Ecclesiastes wisely teaches us, "To everything there is a season. A time to be born and a time to die, a time to laugh and a time to cry, a time to build and a time to tear down." But he didn't mean all at once!

All the lines are getting blurred. What happens when you lose your boundaries? What happens when you mix all the playdough colors together? I know it's a big crime, but I've done it, haven't you? What do you get? Excrement. Everything turns to brown.

When we live with blurred boundaries life starts to happen to us and we're not even there to enjoy it.

In June I went to get my summer haircut. The woman who was cutting my hair was on her Bluetooth having a big fight with her husband. She wasn't even paying attention to what she was doing to my head. She kept yanking my hair and snipping away as she screamed at him. Finally I said, "Stop. I'm not a mannequin. I'm a rabbi. I can help you with your husband." But by the time she stopped she had already given me a shag. I looked just like David Cassidy. All summer long my husband Rob kept turning to me singing, "I Think I Love You."

All creation begins with chaos. But creation happens through a process of separation: light and darkness, day and night, land and sea, heaven and earth. It's only through separation that colors start to emerge: green, yellow, blue, red.
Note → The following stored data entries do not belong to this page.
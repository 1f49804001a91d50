//! Common scorer contract.
//!
//! Every strategy implements [`Scorer`], so the fusion pipeline can run them
//! uniformly and treat a failed scorer exactly like an empty one.

use crate::exclusion::ExclusionSet;
use bookrec_core::error::RecResult;
use bookrec_core::types::{Book, Source, UserProfile};

/// Ranked books from one strategy, each carrying `rank_score`, plus the
/// reasons shown to the reader.
#[derive(Debug, Clone, Default)]
pub struct Candidates {
    pub books: Vec<Book>,
    pub reasons: Vec<String>,
}

impl Candidates {
    pub fn is_empty(&self) -> bool {
        self.books.is_empty()
    }

    pub fn len(&self) -> usize {
        self.books.len()
    }

    pub fn ids(&self) -> impl Iterator<Item = i64> + '_ {
        self.books.iter().map(|b| b.id)
    }
}

pub trait Scorer: Send + Sync {
    fn source(&self) -> Source;

    /// Score at most `limit` books, never returning an id in `exclude`.
    fn score(
        &self,
        profile: &UserProfile,
        limit: usize,
        exclude: &ExclusionSet,
    ) -> RecResult<Candidates>;
}

/// Sort by `rank_score` descending, ties broken by id.
pub fn sort_by_rank(books: &mut [Book]) {
    books.sort_by(|a, b| {
        let sa = a.rank_score.unwrap_or(0.0);
        let sb = b.rank_score.unwrap_or(0.0);
        sb.total_cmp(&sa).then_with(|| a.id.cmp(&b.id))
    });
}
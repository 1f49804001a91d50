//! bookrec: hybrid book recommendations over a catalog snapshot.
//!
//! Loads a JSON snapshot into the in-memory store, builds the fusion engine
//! and prints results as JSON on stdout. Logs go to stderr.

use bookrec_core::config::AppConfig;
use bookrec_core::store::BookStore;
use bookrec_core::types::PartialProfile;
use bookrec_engine::{hydrate_profile, FusionEngine};
use bookrec_store::{InMemoryStore, Snapshot};
use clap::{Parser, Subcommand};
use serde_json::json;
use std::sync::Arc;
use tracing::info;

#[derive(Parser, Debug)]
#[command(name = "bookrec")]
#[command(about = "Hybrid book recommendation engine")]
#[command(version)]
struct Cli {
    /// Catalog snapshot to load (overrides config)
    #[arg(long, env = "BOOKREC__STORE__SNAPSHOT_PATH")]
    snapshot: Option<String>,

    /// Node identifier (overrides config)
    #[arg(long, env = "BOOKREC__NODE_ID")]
    node_id: Option<String>,

    #[command(subcommand)]
    command: Command,
}

#[derive(Subcommand, Debug)]
enum Command {
    /// Fused recommendations for one user
    Recommend {
        user_id: i64,
        #[arg(long, default_value_t = 10)]
        limit: usize,
    },
    /// Books similar in text to one book
    Similar {
        book_id: i64,
        #[arg(long, default_value_t = 10)]
        limit: usize,
    },
    /// Best-rated books from the given genres
    Genres {
        #[arg(required = true)]
        genres: Vec<String>,
        #[arg(long, default_value_t = 10)]
        limit: usize,
    },
    /// Record an interaction, then print the user's refreshed recommendations
    Record {
        user_id: i64,
        book_id: i64,
        /// view, wishlist_add, wishlist_remove, search, click, like, dislike or rate
        kind: String,
        #[arg(long, default_value_t = 10)]
        limit: usize,
    },
}

fn main() -> anyhow::Result<()> {
    tracing_subscriber::fmt()
        .with_env_filter(
            tracing_subscriber::EnvFilter::try_from_default_env()
                .unwrap_or_else(|_| "bookrec=info,bookrec_engine=info".into()),
        )
        .json()
        .with_writer(std::io::stderr)
        .init();

    let cli = Cli::parse();

    let mut config = AppConfig::load().unwrap_or_else(|e| {
        tracing::warn!(error = %e, "Failed to load config, using defaults");
        AppConfig::default()
    });
    if let Some(path) = cli.snapshot {
        config.store.snapshot_path = path;
    }
    if let Some(node_id) = cli.node_id {
        config.node_id = node_id;
    }

    info!(
        node_id = %config.node_id,
        snapshot = %config.store.snapshot_path,
        cache_ttl_secs = config.engine.cache_ttl_secs,
        "Configuration loaded"
    );

    let snapshot = Snapshot::load(&config.store.snapshot_path)?;
    let store = Arc::new(InMemoryStore::from_snapshot(&snapshot));
    let engine = FusionEngine::new(store.clone(), &config.engine);

    let recommend = |user_id: i64, limit: usize| -> anyhow::Result<serde_json::Value> {
        let partial = snapshot.profile(user_id).cloned().unwrap_or(PartialProfile {
            user_id,
            ..Default::default()
        });
        let profile = hydrate_profile(
            partial,
            store.as_ref(),
            config.engine.history_limit,
            config.engine.default_rating_threshold,
        );
        let result = engine.fuse(&profile, limit)?;
        Ok(serde_json::to_value(result)?)
    };

    let output = match cli.command {
        Command::Recommend { user_id, limit } => recommend(user_id, limit)?,
        Command::Similar { book_id, limit } => {
            json!({ "book_id": book_id, "books": engine.similar_items(book_id, limit)? })
        }
        Command::Genres { genres, limit } => {
            json!({ "genres": genres, "books": engine.items_by_genres(&genres, limit)? })
        }
        Command::Record {
            user_id,
            book_id,
            kind,
            limit,
        } => {
            engine.record_interaction(user_id, book_id, &kind)?;
            json!({
                "recorded": { "user_id": user_id, "book_id": book_id, "kind": kind },
                "interaction_count": store.count_interactions(user_id)?,
                "recommendations": recommend(user_id, limit)?,
            })
        }
    };

    println!("{}", serde_json::to_string_pretty(&output)?);
    Ok(())
}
If we live in a blur, everything suffers. Creation suffers, vision suffers. We're all capable of so much goodness, so much creativity and love, but we keep getting lost in chaos.

The greatest way I know to restore boundaries is to take a Sabbath day of rest. You don't have to be Jewish to have a Sabbath. Just celebrate your faith's day of rest and unplug yourself from your cell, your smartphone and your computer. Or if you do not follow a faith tradition, take a day and call it your Sabbath. Sabbath rest allows you to make a clear distinction between what is work and what is not, between the mundane and the sacred. Jewish tradition gives God many names. One of them is Shadai, which means "the God who said, 'Enough! I'm done creating." Can you say "enough" to your work week? Can you find the space to breathe, to let go, to experience gratitude, awe, joy?

Taking a Sabbath day allows you to live in color, to once again see life with the fresh eyes of a child. It is a way to turn your brown world into a rainbow of peace and light. It's a way to return to the old story called your life, your home, your family, and to find something holy and new and sacred there.